Applied Machine Learning

GPU Bench & Kernel Hygiene

Profiling CUDA-adjacent workloads without writing custom kernels—learn to read nsys traces and argue for hardware changes.

Duration
3 weeks · intensive weekends
Format
Weekend intensive
Level
Advanced
Tuition (informational)
₩720,000
GPU Bench & Kernel Hygiene

Program narrative

We stay above the kernel line while still teaching you to read occupancy and memory bandwidth charts. Each participant brings one slow job; we co-write a remediation brief you can hand to infra.

What is included

  • · Trace capture checklists for Windows and Linux runners
  • · Roofline sketches for matmul-heavy steps
  • · Batch size sweeps with power draw notes
  • · Mixed IO patterns and pinned memory experiments
  • · Template for requesting larger SM counts vs. faster RAM
  • · Peer review of two anonymized traces
  • · Cooling and thermal throttling awareness primer

Outcomes you can demo

  • · Deliver a two-page perf brief with prioritized fixes
  • · Identify one mistaken assumption in your prior benchmarking
  • · Propose an A/B hardware plan with measured uncertainty

Mentor of record

Noah Park

Noah Park

Spent a decade in HPC scheduling; focuses on ethical narratives around power use.

Participant questions

Do I need CUDA installed locally?

A remote bench machine is provided. Local installs are optional and unsupported beyond baseline instructions.

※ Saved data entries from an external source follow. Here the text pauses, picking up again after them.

//! Simulated media clock
//!
//! Elements advance only when told to, which makes playback deterministic
//! for the terminal player and for tests. Every element ever created stays
//! inspectable through the backend.

use std::collections::HashMap;
use std::sync::{Arc, Mutex, MutexGuard};

use super::media::{MediaBackend, MediaElement, MediaEvent};
use crate::services::Track;

#[derive(Debug, Clone, PartialEq)]
pub struct ElementState {
    pub src: String,
    pub current_time: f64,
    pub duration: f64,
    pub volume: f64,
    pub paused: bool,
    pub play_calls: u32,
}

#[derive(Debug, Clone)]
pub struct SimulatedElement {
    src: String,
    state: Arc<Mutex<ElementState>>,
}

impl SimulatedElement {
    fn lock(&self) -> MutexGuard<'_, ElementState> {
        self.state.lock().unwrap_or_else(|poisoned| poisoned.into_inner())
    }

    pub fn snapshot(&self) -> ElementState {
        self.lock().clone()
    }

    /// Advances the clock by `seconds` while playing and reports what happened
    pub fn advance(&mut self, seconds: f64) -> Vec<MediaEvent> {
        let mut state = self.lock();
        if state.paused {
            return Vec::new();
        }

        state.current_time += seconds;
        let mut events = vec![MediaEvent::TimeUpdate];
        if state.duration.is_finite() && state.current_time >= state.duration {
            state.current_time = state.duration;
            state.paused = true;
            events.push(MediaEvent::Ended);
        }
        events
    }
}

impl MediaElement for SimulatedElement {
    fn src(&self) -> &str {
        &self.src
    }

    fn play(&mut self) {
        let mut state = self.lock();
        state.paused = false;
        state.play_calls += 1;
    }

    fn pause(&mut self) {
        self.lock().paused = true;
    }

    fn is_paused(&self) -> bool {
        self.lock().paused
    }

    fn current_time(&self) -> f64 {
        self.lock().current_time
    }

    fn set_current_time(&mut self, seconds: f64) {
        self.lock().current_time = seconds;
    }

    fn duration(&self) -> f64 {
        self.lock().duration
    }

    fn volume(&self) -> f64 {
        self.lock().volume
    }

    fn set_volume(&mut self, volume: f64) {
        self.lock().volume = volume;
    }
}

/// Backend handing out simulated elements with per-source durations
#[derive(Debug, Default)]
pub struct SimulatedBackend {
    durations: HashMap<String, f64>,
    fallback_duration: Option<f64>,
    created: Vec<SimulatedElement>,
}

impl SimulatedBackend {
    pub fn new() -> Self {
        Self::default()
    }

    /// Uses each track's reported duration, or `fallback_secs` when missing
    pub fn for_tracks(tracks: &[Track], fallback_secs: Option<f64>) -> Self {
        let durations = tracks
            .iter()
            .filter_map(|t| t.duration.map(|d| (t.audio.clone(), d as f64)))
            .collect();
        Self {
            durations,
            fallback_duration: fallback_secs,
            created: Vec::new(),
        }
    }

    pub fn set_duration(&mut self, src: &str, seconds: f64) {
        self.durations.insert(src.to_string(), seconds);
    }

    /// Every element created so far, oldest first
    pub fn created(&self) -> &[SimulatedElement] {
        &self.created
    }
}

impl MediaBackend for SimulatedBackend {
    type Element = SimulatedElement;

    fn create(&mut self, src: &str, volume: f64) -> SimulatedElement {
        let duration = self
            .durations
            .get(src)
            .copied()
            .or(self.fallback_duration)
            .unwrap_or(f64::NAN);

        let element = SimulatedElement {
            src: src.to_string(),
            state: Arc::new(Mutex::new(ElementState {
                src: src.to_string(),
                current_time: 0.0,
                duration,
                volume,
                paused: true,
                play_calls: 0,
            })),
        };
        self.created.push(element.clone());
        element
    }
}
//! Keyboard shortcuts

/// A key press, identified the way browsers report `KeyboardEvent.code`
#[derive(Debug, Clone, PartialEq, Eq)]
pub enum Key {
    Space,
    Other(String),
}

impl Key {
    pub fn from_code(code: &str) -> Self {
        match code {
            "Space" | " " => Key::Space,
            other => Key::Other(other.to_string()),
        }
    }
}

/// What the page should do with the key after the player has seen it
#[derive(Debug, Clone, Copy, PartialEq, Eq)]
pub enum KeyOutcome {
    /// Consumed; suppress the default action (page scroll for Space)
    PreventDefault,
    PassThrough,
}

#[cfg(test)]
mod tests {
    use super::*;

    #[test]
    fn test_from_code() {
        assert_eq!(Key::from_code("Space"), Key::Space);
        assert_eq!(Key::from_code(" "), Key::Space);
        assert_eq!(Key::from_code("KeyK"), Key::Other("KeyK".to_string()));
    }
}
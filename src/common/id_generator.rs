// src/common/id_generator.rs
//! Crockford Base32 ID Generator
//!
//! Generates human-readable, prefixed IDs using Crockford Base32 encoding.
//! Format: PREFIX_ followed by 16 characters (e.g., U_K7NP3XQ2M9TB4HRW for users)

use rand::Rng;

/// Crockford Base32 alphabet (excludes I, L, O, U to avoid confusion)
const CROCKFORD_ALPHABET: &[u8; 32] = b"0123456789ABCDEFGHJKMNPQRSTVWXYZ";

/// Random characters after the prefix (80 bits)
pub const ID_LENGTH: usize = 16;

/// Entity type prefixes for ID generation
#[derive(Debug, Clone, Copy)]
pub enum EntityPrefix {
    /// User (U_)
    User,
    /// Linked provider account (A_)
    Account,
}

impl EntityPrefix {
    /// Get the string prefix for this entity type
    pub fn as_str(&self) -> &'static str {
        match self {
            EntityPrefix::User => "U",
            EntityPrefix::Account => "A",
        }
    }
}

/// Generate a random Crockford Base32 string of specified length
fn generate_crockford_string(length: usize) -> String {
    let mut rng = rand::thread_rng();
    (0..length)
        .map(|_| {
            let idx = rng.gen_range(0..32);
            CROCKFORD_ALPHABET[idx] as char
        })
        .collect()
}

/// Generate a prefixed ID using Crockford Base32 encoding
///
/// Returns a string in format "PREFIX_" + `ID_LENGTH` characters
pub fn generate_id(prefix: EntityPrefix) -> String {
    format!("{}_{}", prefix.as_str(), generate_crockford_string(ID_LENGTH))
}

/// Generate a raw Crockford Base32 string without prefix.
/// Used for OAuth `state` values.
pub fn generate_raw_id(length: usize) -> String {
    generate_crockford_string(length)
}

/// Generate a User ID (U_...)
pub fn generate_user_id() -> String {
    generate_id(EntityPrefix::User)
}

/// Generate an Account ID (A_...)
pub fn generate_account_id() -> String {
    generate_id(EntityPrefix::Account)
}
use super::models::{CredentialsRequest, SignupRequest};
use crate::common::validation::validate_credentials;
use crate::common::{ValidationResult, Validator};

impl Validator<SignupRequest> for SignupRequest {
    fn validate(&self, data: &SignupRequest) -> ValidationResult {
        validate_credentials(&data.email, &data.password)
    }
}

impl Validator<CredentialsRequest> for CredentialsRequest {
    fn validate(&self, data: &CredentialsRequest) -> ValidationResult {
        validate_credentials(&data.email, &data.password)
    }
}
//! Authentication routes

use axum::{
    routing::{get, post},
    Router,
};

use super::handlers;

/// Creates and returns the authentication router
///
/// # Routes
/// - `POST /api/signup` - Create a credentials account
/// - `GET /api/auth/providers` - List sign-in methods
/// - `GET /api/auth/signin/:provider` - Start an OAuth flow
/// - `POST /api/auth/callback/credentials` - Email + password sign-in
/// - `GET /api/auth/callback/:provider` - OAuth redirect target
/// - `GET /api/auth/session` - Current session
/// - `POST /api/auth/signout` - End the session
pub fn auth_routes() -> Router {
    Router::new()
        .route("/api/signup", post(handlers::signup_handler))
        .route("/api/auth/providers", get(handlers::providers_handler))
        .route(
            "/api/auth/signin/:provider",
            get(handlers::oauth_signin_handler),
        )
        .route(
            "/api/auth/callback/credentials",
            post(handlers::credentials_callback_handler),
        )
        .route(
            "/api/auth/callback/:provider",
            get(handlers::oauth_callback_handler),
        )
        .route("/api/auth/session", get(handlers::session_handler))
        .route("/api/auth/signout", post(handlers::signout_handler))
}
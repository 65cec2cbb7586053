// Helper functions for safe logging and cookie handling

use axum::http::{header::COOKIE, HeaderMap};
use cookie::time::{Duration, OffsetDateTime};
use cookie::{Cookie, SameSite};

/// Masks email addresses for safe logging
/// Prevents sensitive data exposure while preserving debugging utility
///
/// # Example
/// ```
/// let masked = groove::common::safe_email_log("user@example.com");
/// assert_eq!(masked, "u***@example.com");
/// ```
pub fn safe_email_log(email: &str) -> String {
    if email.len() > 3 {
        let parts: Vec<&str> = email.split('@').collect();
        if parts.len() == 2 && !parts[0].is_empty() {
            let first = parts[0].chars().next().map(String::from).unwrap_or_default();
            format!("{}***@{}", first, parts[1])
        } else {
            "***@***.***".to_string()
        }
    } else {
        "***@***.***".to_string()
    }
}

/// Masks tokens for safe logging
/// Shows only first and last 4 characters
pub fn safe_token_log(token: &str) -> String {
    if token.len() > 8 && token.is_ascii() {
        format!("{}...{}", &token[..4], &token[token.len() - 4..])
    } else {
        "***".to_string()
    }
}

/// Reads a single cookie value from the request headers
pub fn read_cookie(headers: &HeaderMap, name: &str) -> Option<String> {
    headers
        .get_all(COOKIE)
        .iter()
        .filter_map(|value| value.to_str().ok())
        .flat_map(Cookie::split_parse)
        .filter_map(Result::ok)
        .find(|cookie| cookie.name() == name)
        .map(|cookie| cookie.value_trimmed().to_string())
}

/// Builds a `Set-Cookie` value for an HttpOnly, path-wide cookie
pub fn build_cookie(name: &str, value: &str, max_age_secs: i64, secure: bool) -> String {
    Cookie::build((name, value))
        .path("/")
        .http_only(true)
        .same_site(SameSite::Lax)
        .secure(secure)
        .max_age(Duration::seconds(max_age_secs))
        .build()
        .to_string()
}

/// Builds a `Set-Cookie` value that expires the named cookie immediately
pub fn expire_cookie(name: &str) -> String {
    Cookie::build((name, ""))
        .path("/")
        .http_only(true)
        .same_site(SameSite::Lax)
        .max_age(Duration::ZERO)
        .expires(OffsetDateTime::UNIX_EPOCH)
        .build()
        .to_string()
}
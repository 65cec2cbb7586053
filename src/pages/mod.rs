//! # Pages Module
//!
//! Server-rendered sign-in, sign-up and home pages, and the `/api/tracks`
//! catalog proxy used by the home page.

pub mod handlers;
pub mod routes;
pub mod templates;

#[cfg(test)]
mod tests;

pub use routes::pages_routes;
// src/logging_middleware.rs
//! Middleware for logging request and response bodies in debug mode

use axum::body::to_bytes;
use axum::{body::Body, extract::Request, http::StatusCode, middleware::Next, response::Response};
use serde_json::Value;
use tracing::{debug, enabled, Level};

/// Field names whose values never reach the logs
const REDACTED_FIELDS: &[&str] = &["password", "token", "access_token", "client_secret"];

/// Replaces sensitive values anywhere in a JSON document
pub fn redact_json(value: &mut Value) {
    match value {
        Value::Object(map) => {
            for (key, v) in map.iter_mut() {
                if REDACTED_FIELDS.contains(&key.to_ascii_lowercase().as_str()) {
                    *v = Value::String("[REDACTED]".to_string());
                } else {
                    redact_json(v);
                }
            }
        }
        Value::Array(items) => items.iter_mut().for_each(redact_json),
        _ => {}
    }
}

fn loggable_body(bytes: &[u8]) -> Option<String> {
    if bytes.is_empty() {
        return None;
    }
    let body_str = std::str::from_utf8(bytes).ok()?;
    match serde_json::from_str::<Value>(body_str) {
        Ok(mut json) => {
            redact_json(&mut json);
            Some(serde_json::to_string_pretty(&json).unwrap_or_else(|_| "<json>".to_string()))
        }
        // Non-JSON bodies (pages) are summarized, not dumped
        Err(_) => Some(format!("<{} bytes>", bytes.len())),
    }
}

/// Middleware to log request and response bodies in debug mode
pub async fn log_request_response(request: Request, next: Next) -> Result<Response, StatusCode> {
    if !enabled!(Level::DEBUG) {
        return Ok(next.run(request).await);
    }

    let (parts, body) = request.into_parts();

    let bytes = to_bytes(body, usize::MAX)
        .await
        .map_err(|_| StatusCode::INTERNAL_SERVER_ERROR)?;

    if let Some(request_body) = loggable_body(&bytes) {
        debug!(
            method = %parts.method,
            uri = %parts.uri,
            request_body = %request_body,
            "📥 Request"
        );
    }

    let request = Request::from_parts(parts, Body::from(bytes));
    let response = next.run(request).await;

    let (parts, body) = response.into_parts();

    let bytes = to_bytes(body, usize::MAX)
        .await
        .map_err(|_| StatusCode::INTERNAL_SERVER_ERROR)?;

    if let Some(response_body) = loggable_body(&bytes) {
        debug!(
            status = %parts.status,
            response_body = %response_body,
            "📤 Response"
        );
    }

    Ok(Response::from_parts(parts, Body::from(bytes)))
}

#[cfg(test)]
mod tests {
    use super::*;
    use serde_json::json;

    #[test]
    fn test_redacts_password_fields() {
        let mut body = json!({
            "email": "a@b.co",
            "password": "secret1",
            "nested": [{ "Password": "x" }],
        });
        redact_json(&mut body);
        assert_eq!(body["email"], "a@b.co");
        assert_eq!(body["password"], "[REDACTED]");
        assert_eq!(body["nested"][0]["Password"], "[REDACTED]");
    }

    #[test]
    fn test_redacts_tokens_in_responses() {
        let rendered = loggable_body(br#"{"token":"eyJhbGciOi","url":"/"}"#).unwrap();
        assert!(!rendered.contains("eyJhbGciOi"));
        assert!(rendered.contains("[REDACTED]"));
    }

    #[test]
    fn test_html_is_summarized() {
        assert_eq!(loggable_body(b"<html></html>").unwrap(), "<13 bytes>");
        assert!(loggable_body(b"").is_none());
    }
}
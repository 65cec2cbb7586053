/// Formats a position in seconds as `m:ss`. NaN and negative values show `0:00`.
pub fn format_time(seconds: f64) -> String {
    if !seconds.is_finite() || seconds <= 0.0 {
        return "0:00".to_string();
    }
    let total = seconds.floor() as u64;
    format!("{}:{:02}", total / 60, total % 60)
}
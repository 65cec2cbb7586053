//! Headless terminal player
//!
//! Loads the catalog (or a JSON track file) and drives the playback
//! controller from stdin commands against a simulated media clock.

use clap::Parser;
use dotenv::dotenv;
use groove::common::AppConfig;
use groove::player::{format_time, Key, MediaEvent, Player, SimulatedBackend};
use groove::services::{catalog::parse_tracks, CatalogService, Track};
use std::path::PathBuf;
use std::time::Duration;
use tokio::io::{AsyncBufReadExt, BufReader};
use tracing::{error, info, warn};
use tracing_subscriber::EnvFilter;

#[derive(Parser, Debug)]
#[command(name = "groove-player", about = "Play the Groove catalog from the terminal")]
struct Args {
    /// Catalog response JSON to read instead of calling the API
    #[arg(long)]
    tracks: Option<PathBuf>,

    /// Seed for shuffle order
    #[arg(long)]
    seed: Option<u64>,

    /// Length assumed for tracks the catalog gives no duration for
    #[arg(long, default_value_t = 30.0)]
    fallback_duration: f64,

    /// Simulated seconds that pass per real second
    #[arg(long, default_value_t = 1.0)]
    speed: f64,
}

#[derive(Debug, Clone, PartialEq)]
enum Command {
    Play(usize),
    Toggle,
    Next,
    Prev,
    Shuffle,
    Repeat,
    Seek(f64),
    Volume(f64),
    List,
    Status,
    Help,
    Quit,
}

fn parse_command(line: &str) -> Result<Command, String> {
    let mut parts = line.split_whitespace();
    let Some(word) = parts.next() else {
        // bare Enter behaves like Space in the browser
        return Ok(Command::Toggle);
    };
    let arg = parts.next();

    let number = |name: &str| -> Result<f64, String> {
        arg.ok_or_else(|| format!("{} needs a value", name))?
            .parse::<f64>()
            .map_err(|_| format!("{} needs a number", name))
    };

    match word.to_ascii_lowercase().as_str() {
        "play" | "p" => {
            let index = arg
                .ok_or("play needs a track number")?
                .parse::<usize>()
                .map_err(|_| "play needs a track number".to_string())?;
            // shown 1-based in the list
            index
                .checked_sub(1)
                .map(Command::Play)
                .ok_or_else(|| "track numbers start at 1".to_string())
        }
        "toggle" | "space" | "t" => Ok(Command::Toggle),
        "next" | "n" => Ok(Command::Next),
        "prev" | "b" => Ok(Command::Prev),
        "shuffle" | "s" => Ok(Command::Shuffle),
        "repeat" | "r" => Ok(Command::Repeat),
        "seek" => number("seek").map(Command::Seek),
        "volume" | "vol" | "v" => number("volume").map(Command::Volume),
        "list" | "ls" => Ok(Command::List),
        "status" | "st" => Ok(Command::Status),
        "help" | "h" | "?" => Ok(Command::Help),
        "quit" | "q" | "exit" => Ok(Command::Quit),
        other => Err(format!("unknown command: {}", other)),
    }
}

const HELP: &str = "commands: play <n> | toggle (or Enter) | next | prev | shuffle | repeat | \
seek <secs> | volume <0-1> | list | status | quit";

fn print_tracks(tracks: &[Track]) {
    for (i, track) in tracks.iter().enumerate() {
        println!("{:>3}. {} - {}", i + 1, track.name, track.artist_name);
    }
}

fn print_status(player: &Player<SimulatedBackend>) {
    let Some(track) = player.current_track() else {
        println!("stopped");
        return;
    };
    println!(
        "{} {} - {}  {} / {}  vol {:.2}{}{}",
        if player.is_playing() { "▶" } else { "⏸" },
        track.name,
        track.artist_name,
        format_time(player.progress()),
        format_time(player.duration()),
        player.volume(),
        if player.is_shuffling() { "  [shuffle]" } else { "" },
        if player.is_repeating() { "  [repeat]" } else { "" },
    );
}

async fn load_tracks(args: &Args) -> anyhow::Result<Vec<Track>> {
    if let Some(path) = &args.tracks {
        let body = tokio::fs::read_to_string(path).await?;
        return Ok(parse_tracks(&body)?);
    }

    let config = AppConfig::from_env();
    let client = reqwest::Client::builder()
        .timeout(Duration::from_secs(15))
        .build()?;
    Ok(CatalogService::new(client, config.jamendo_api_key)
        .fetch_tracks_or_empty()
        .await)
}

/// Applies one command; returns false when the user asked to quit
fn apply(player: &mut Player<SimulatedBackend>, command: Command) -> bool {
    let result = match command {
        Command::Play(index) => player.play_track(index),
        Command::Toggle => {
            player.handle_key(&Key::Space);
            Ok(())
        }
        Command::Next => player.next_track(),
        Command::Prev => player.prev_track(),
        Command::Shuffle => {
            println!("shuffle {}", if player.toggle_shuffle() { "on" } else { "off" });
            Ok(())
        }
        Command::Repeat => {
            println!("repeat {}", if player.toggle_repeat() { "on" } else { "off" });
            Ok(())
        }
        Command::Seek(seconds) => {
            player.seek(seconds);
            Ok(())
        }
        Command::Volume(volume) => {
            player.set_volume(volume);
            Ok(())
        }
        Command::List => {
            print_tracks(player.tracks());
            Ok(())
        }
        Command::Status => Ok(()),
        Command::Help => {
            println!("{}", HELP);
            return true;
        }
        Command::Quit => return false,
    };

    match result {
        Ok(()) => print_status(player),
        Err(e) => println!("{}", e),
    }
    true
}

#[tokio::main]
async fn main() -> anyhow::Result<()> {
    dotenv().ok();
    tracing_subscriber::fmt()
        .with_env_filter(EnvFilter::try_from_default_env().unwrap_or_else(|_| EnvFilter::new("warn")))
        .with_target(false)
        .with_writer(std::io::stderr)
        .init();

    let args = Args::parse();

    let tracks = load_tracks(&args).await.map_err(|e| {
        error!(error = %e, "Failed to load tracks");
        e
    })?;
    if tracks.is_empty() {
        warn!("No tracks loaded; playback commands will fail");
    }
    info!(count = tracks.len(), "Tracks loaded");

    let backend = SimulatedBackend::for_tracks(&tracks, Some(args.fallback_duration));
    let mut player = match args.seed {
        Some(seed) => Player::with_seed(backend, tracks, seed),
        None => Player::new(backend, tracks),
    };

    print_tracks(player.tracks());
    println!("{}", HELP);

    let mut lines = BufReader::new(tokio::io::stdin()).lines();
    let mut ticker = tokio::time::interval(Duration::from_secs(1));
    let step = args.speed.max(0.0);

    loop {
        tokio::select! {
            line = lines.next_line() => {
                let Some(line) = line? else { break };
                match parse_command(&line) {
                    Ok(command) => {
                        if !apply(&mut player, command) {
                            break;
                        }
                    }
                    Err(message) => println!("{}", message),
                }
            }
            _ = ticker.tick() => {
                let events = player
                    .active_element_mut()
                    .map(|element| element.advance(step))
                    .unwrap_or_default();
                let track_changed = events.contains(&MediaEvent::Ended);
                for event in events {
                    player.handle_event(event);
                }
                if track_changed {
                    print_status(&player);
                }
            }
        }
    }

    Ok(())
}

#[cfg(test)]
mod tests {
    use super::*;

    #[test]
    fn test_parse_commands() {
        assert_eq!(parse_command("play 3"), Ok(Command::Play(2)));
        assert_eq!(parse_command(""), Ok(Command::Toggle));
        assert_eq!(parse_command("  NEXT "), Ok(Command::Next));
        assert_eq!(parse_command("seek 42.5"), Ok(Command::Seek(42.5)));
        assert_eq!(parse_command("vol 0.3"), Ok(Command::Volume(0.3)));
        assert_eq!(parse_command("q"), Ok(Command::Quit));
    }

    #[test]
    fn test_parse_rejects_bad_input() {
        assert!(parse_command("play 0").is_err());
        assert!(parse_command("play x").is_err());
        assert!(parse_command("seek").is_err());
        assert!(parse_command("dance").is_err());
    }

    #[test]
    fn test_apply_quit_stops_loop() {
        let mut player = Player::with_seed(SimulatedBackend::new(), Vec::new(), 1);
        assert!(!apply(&mut player, Command::Quit));
        assert!(apply(&mut player, Command::Next));
    }
}
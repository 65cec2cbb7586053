//! Authentication extractors for Axum

use async_trait::async_trait;
use axum::{
    extract::{Extension, FromRequestParts},
    http::{header::AUTHORIZATION, request::Parts, HeaderMap},
};
use std::sync::Arc;
use tokio::sync::RwLock;
use tracing::{debug, error, warn};

use super::models::{Claims, SESSION_COOKIE};
use super::services::UsersService;
use super::session::decode_session_token;
use crate::common::helpers::read_cookie;
use crate::common::{safe_email_log, ApiError, AppState};

/// Session token from `Authorization: Bearer` or, failing that, the session cookie
pub fn session_token_from_headers(headers: &HeaderMap) -> Option<String> {
    let bearer = headers
        .get(AUTHORIZATION)
        .and_then(|h| h.to_str().ok())
        .and_then(|s| s.strip_prefix("Bearer ").or_else(|| s.strip_prefix("bearer ")))
        .map(|s| s.trim().to_string())
        .filter(|s| !s.is_empty());

    bearer.or_else(|| read_cookie(headers, SESSION_COOKIE).filter(|s| !s.is_empty()))
}

/// Authenticated user extractor
///
/// Validates the session token and confirms the user still exists.
#[derive(Debug, Clone)]
pub struct AuthedUser {
    pub id: String,
    pub email: String,
    pub name: Option<String>,
    pub image: Option<String>,
    pub claims: Claims,
}

#[async_trait]
impl<S> FromRequestParts<S> for AuthedUser
where
    S: Send + Sync,
{
    type Rejection = ApiError;

    async fn from_request_parts(parts: &mut Parts, state: &S) -> Result<Self, Self::Rejection> {
        let Extension(state_lock): Extension<Arc<RwLock<AppState>>> =
            Extension::from_request_parts(parts, state)
                .await
                .map_err(|_| ApiError::InternalServer("missing app state".to_string()))?;

        let app_state = state_lock.read().await.clone();

        let token = match session_token_from_headers(&parts.headers) {
            Some(t) => t,
            None => {
                debug!("Authentication failed: no session token");
                return Err(ApiError::Unauthorized("missing auth".into()));
            }
        };

        let claims = decode_session_token(&token, &app_state.config.auth_secret)?;
        let user_id = claims.id.clone().unwrap_or_else(|| claims.sub.clone());

        let user = UsersService::new(app_state.db.clone())
            .find_by_id(&user_id)
            .await
            .map_err(|e| {
                error!(
                    error = %e,
                    user_id = %user_id,
                    "Database error during user lookup in authentication"
                );
                ApiError::DatabaseError(e)
            })?;

        match user {
            Some(u) => {
                debug!(
                    user_id = %u.id,
                    email = %safe_email_log(&u.email),
                    "User authentication successful via extractor"
                );
                Ok(AuthedUser {
                    id: u.id,
                    email: u.email,
                    name: u.name,
                    image: u.image,
                    claims,
                })
            }
            None => {
                warn!(user_id = %user_id, "Authentication failed: user not found in database");
                Err(ApiError::Unauthorized("user not found".into()))
            }
        }
    }
}
// Common validation types and traits

use regex::Regex;
use std::sync::OnceLock;

#[derive(Debug)]
pub struct ValidationError {
    pub field: String,
    pub message: String,
}

#[derive(Debug)]
pub struct ValidationResult {
    pub is_valid: bool,
    pub errors: Vec<ValidationError>,
}

impl Default for ValidationResult {
    fn default() -> Self {
        Self::new()
    }
}

impl ValidationResult {
    pub fn new() -> Self {
        Self {
            is_valid: true,
            errors: Vec::new(),
        }
    }

    pub fn add_error(&mut self, field: &str, message: &str) {
        self.is_valid = false;
        self.errors.push(ValidationError {
            field: field.to_string(),
            message: message.to_string(),
        });
    }
}

pub trait Validator<T> {
    fn validate(&self, data: &T) -> ValidationResult;
}

/// Minimum accepted password length for credential accounts
pub const MIN_PASSWORD_LENGTH: usize = 6;

// Same address shape the signup form accepts in the browser. The local part may
// not end in '.' or '\''; leading and doubled dots are checked separately.
fn email_regex() -> &'static Regex {
    static EMAIL_RE: OnceLock<Regex> = OnceLock::new();
    EMAIL_RE.get_or_init(|| {
        Regex::new(r"^[A-Za-z0-9_'+\-.]*[A-Za-z0-9_+\-]@([A-Za-z0-9][A-Za-z0-9\-]*\.)+[A-Za-z]{2,}$")
            .expect("email regex is valid")
    })
}

/// Checks that a string looks like an email address
pub fn is_valid_email(email: &str) -> bool {
    !email.starts_with('.') && !email.contains("..") && email_regex().is_match(email)
}

/// Validates an email + password pair
pub fn validate_credentials(email: &str, password: &str) -> ValidationResult {
    let mut result = ValidationResult::new();

    if !is_valid_email(email) {
        result.add_error("email", "Email must be a valid address");
    }

    if password.chars().count() < MIN_PASSWORD_LENGTH {
        result.add_error("password", "Password must be at least 6 characters");
    }

    result
}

Is custom kernel writing included?

No. We reference vendor workshops for Triton/CUDA C when kernel fusion is unavoidable.

What if my workload is CPU-bound?

We will redirect you to the Data Mesh or MLOps tracks; this cohort assumes GPU-bound stages exist.

Recent participant notes

“GPU Bench & Kernel Hygiene forced us to attach power numbers to every “faster” claim. Finance appreciated the appendix.”
— Rina · ML scientist · 5/5